(DATASET EXCERPTS begins)

mod app;
pub mod app_core;
pub mod background;
pub mod cli;
pub mod commands;
pub mod events;
pub mod logging;
pub mod settings;
pub mod state;
pub mod storage;
pub mod ui;
pub mod utils;

pub use app::{App, LiveDataHandler};

// Always expose testing module (integration tests need it)
pub mod testing;
use scraper::Html;

/// Reduce a pre-rendered HTML fragment to plain text for the terminal
pub fn strip_tags(html: &str) -> String {
    Html::parse_fragment(html)
        .root_element()
        .text()
        .collect::<String>()
}
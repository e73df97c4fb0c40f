pub mod endpoints;
mod error;
mod macros;
pub mod repositories;

pub use crate::error::{ErrorBody, TrackerApiError};
use endpoints::{ApiRequest, MutationAck, MutationResponse, RequestData};
use macros::setter;
use repositories::*;
pub use reqwest::StatusCode;
use secrecy::{ExposeSecret, SecretString};
use std::time::Duration;

const DEFAULT_TIMEOUT: Duration = Duration::from_secs(10);
const APP_USER_AGENT: &str = concat!(env!("CARGO_PKG_NAME"), "/", env!("CARGO_PKG_VERSION"),);

/// Marks a request as programmatic rather than a page navigation
pub const REQUESTED_WITH_HEADER: &str = "X-Requested-With";
pub const CSRF_HEADER: &str = "X-CSRFToken";

pub struct Client {
    inner: reqwest::Client,
    base_url: String,
    csrf_token: SecretString,
}

impl Client {
    pub fn new(base_url: &str, csrf_token: &str) -> Result<Self, TrackerApiError> {
        ClientBuilder::new(base_url).csrf_token(csrf_token).build()
    }

    pub fn builder(base_url: &str) -> ClientBuilder {
        ClientBuilder::new(base_url)
    }

    pub fn base_url(&self) -> &str {
        &self.base_url
    }

    pub async fn send<R>(&self, request: R) -> Result<R::Response, TrackerApiError>
    where
        R: ApiRequest,
    {
        let url = format!("{}{}", self.base_url, request.endpoint());
        tracing::debug!("{} {}", R::METHOD, url);

        let mut builder = self
            .inner
            .request(R::METHOD, &url)
            .header(REQUESTED_WITH_HEADER, "XMLHttpRequest");
        if request.is_mutating() {
            builder = builder.header(CSRF_HEADER, self.csrf_token.expose_secret());
        }
        if let RequestData::Form(fields) = request.data() {
            builder = builder.form(&fields);
        }

        let response = builder.send().await.map_err(TrackerApiError::Transport)?;
        let status = response.status();
        let body = response.text().await.map_err(TrackerApiError::Transport)?;
        decode_body(status, body)
    }

    /// Send a mutating request and turn `success: false` into an error
    pub async fn mutate<R>(&self, request: R) -> Result<MutationAck, TrackerApiError>
    where
        R: ApiRequest<Response = MutationResponse>,
    {
        let response = self.send(request).await?;
        if response.success {
            Ok(MutationAck {
                message: response.message,
                deleted_count: response.deleted_count,
            })
        } else {
            Err(TrackerApiError::Rejected {
                status: StatusCode::OK,
                reason: response.error.or(response.message),
            })
        }
    }
}

fn decode_body<T>(status: StatusCode, body: String) -> Result<T, TrackerApiError>
where
    T: serde::de::DeserializeOwned,
{
    if !status.is_success() {
        return Err(TrackerApiError::from_status(status, &body));
    }
    serde_json::from_str(&body).map_err(|_| TrackerApiError::Decode { status, body })
}

pub struct ClientBuilder {
    base_url: String,
    csrf_token: String,
    timeout: Duration,
    user_agent: Option<String>,
}

impl ClientBuilder {
    pub fn new(base_url: &str) -> Self {
        Self {
            base_url: base_url.trim_end_matches('/').to_string(),
            csrf_token: String::new(),
            timeout: DEFAULT_TIMEOUT,
            user_agent: None,
        }
    }

    setter!(csrf_token: String);
    setter!(timeout: Duration);
    setter!(opt user_agent: String);

    pub fn build(self) -> Result<Client, TrackerApiError> {
        if !self.base_url.starts_with("http://") && !self.base_url.starts_with("https://") {
            return Err(TrackerApiError::InvalidUrl(self.base_url));
        }

        let inner = reqwest::Client::builder()
            .timeout(self.timeout)
            .user_agent(self.user_agent.as_deref().unwrap_or(APP_USER_AGENT))
            .build()
            .map_err(TrackerApiError::Build)?;

        Ok(Client {
            inner,
            base_url: self.base_url,
            csrf_token: SecretString::from(self.csrf_token),
        })
    }
}

pub struct Request;

impl Request {
    pub fn new() -> Self {
        Self {}
    }

    pub fn transactions() -> TransactionRepository {
        TransactionRepository::new()
    }

    pub fn analytics() -> AnalyticsRepository {
        AnalyticsRepository::new()
    }

    pub fn feed() -> FeedRepository {
        FeedRepository::new()
    }
}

(DATASET EXCERPTS ends)

## TASK TO COMPLETE
Return the lines from the line containing "TransactionRepository::new()" to the end of the entries above, exactly as they appear and with no other output.

## WRITTEN ANSWER
        TransactionRepository::new()
    }

    pub fn analytics() -> AnalyticsRepository {
        AnalyticsRepository::new()
    }

    pub fn feed() -> FeedRepository {
        FeedRepository::new()
    }
}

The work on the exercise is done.